In Belton, the answer has led students into forests, onto construction sites, and into businesses across the community.

But the arboretum project stands apart.

“These are things that will continue for generations,” Nugen said. “They don’t go away.”

For Floyd, the experience has already begun to shape her future.

“It really showed me that I do like fieldwork,” she said. “It’s kind of a whole different ball game than lab work. It’s fun.”

She’s still deciding on a career path, drawn to both plants and animals and to the complexity of nature itself. But one thing is clear: her work here will stay with her.

“It’s kind of overwhelming to think about contributing something permanent,” Floyd said.

It’s the permanence that makes the project so powerful. Years from now, long after the last tag is placed and the last tree is mapped, the arboretum will still be there — growing, evolving, and serving the community. Students who once walked those trails will return as adults. They’ll drive past Cleveland Lake, maybe with children in the back seat, and recognize something familiar.

“Being able to drive by and say, ‘Hey, I did that. I helped build that,’” Nugen said. “There’s a legacy component to this. It’s a big deal in this town.”

For the City of Belton, the arboretum represents more than a designation. It’s an investment in health, environment, and quality of life.

“Studies indicate that access to trees and green spaces is associated with improved mental and physical health outcomes,” Feeback said, “as well as enhanced air and water quality.”

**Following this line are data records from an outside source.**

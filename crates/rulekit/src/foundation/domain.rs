//! Domain constraints on the value types a rule accepts
//!
//! - [`Numeric`] - totally comparable numbers (every integer width, `f32`, `f64`)
//! - [`Textual`] - anything viewable as `&str`
//! - [`Comparable`] - anything with equality and a debug rendering
//!
//! `Numeric` is sealed: bound rules only make sense for the primitive number
//! types, and sealing keeps that list closed.

use std::fmt;

mod sealed {
    pub trait Sealed {}
}

/// Marker for the primitive numeric types accepted by `Min`, `Max` and
/// `InRange`.
///
/// This trait is sealed and cannot be implemented outside this crate.
pub trait Numeric: PartialOrd + fmt::Display + fmt::Debug + Copy + sealed::Sealed {}

macro_rules! impl_numeric {
    ($($ty:ty),+ $(,)?) => {
        $(
            impl sealed::Sealed for $ty {}
            impl Numeric for $ty {}
        )+
    };
}

impl_numeric!(
    i8, i16, i32, i64, i128, isize, u8, u16, u32, u64, u128, usize, f32, f64,
);

/// A value that can be viewed as text, used by `Pattern`.
///
/// Implemented for every `AsRef<str>` type, including caller newtypes.
pub trait Textual {
    /// Returns the text to match against.
    fn as_text(&self) -> &str;
}

impl<T: AsRef<str> + ?Sized> Textual for T {
    fn as_text(&self) -> &str {
        self.as_ref()
    }
}

/// A value that supports equality, used by `OneOf`.
pub trait Comparable: PartialEq + fmt::Debug {}

impl<T: PartialEq + fmt::Debug + ?Sized> Comparable for T {}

But for the students, the benefits are more immediate — and more personal. They’ve traded desks for dirt paths, lectures for lived experience. They’ve learned to work as a team, communicate and problem-solve in real time. And in the process, they’ve become part of something larger than themselves.

“The impact of this project,” Feeback said, “will be felt by students as well as residents for many generations.”

 

The Never-Ending Project

There’s one question Feeback hopes people will ask years from now: Will this project ever truly be completed?

It’s not a concern. Actually, it’s the point.

“This project is intentionally ongoing,” Feeback said, “designed to continuously provide meaningful, real-world learning opportunities for students.”

In that sense, the arboretum is not just a destination. It’s a living, evolving classroom; a place where each new group of students can step into the woods, pick up where the last left off, and continue the work.

Back on that misty morning, Floyd and her classmates moved from tree to tree, marking, measuring, mapping. Each tag, each data point, each quiet moment of discovery added another layer to the project, and another root to its legacy.

“It’s really a project that will allow the Belton community to have access to nature locally,” Floyd said, “and get to learn about and experience the outside.”

Then she paused, considering the weight of it all.

“I’m proud of the work we’re doing,” she said.

In the quiet of the forest, surrounded by trees that will outlive them all, that pride feels exactly where it belongs.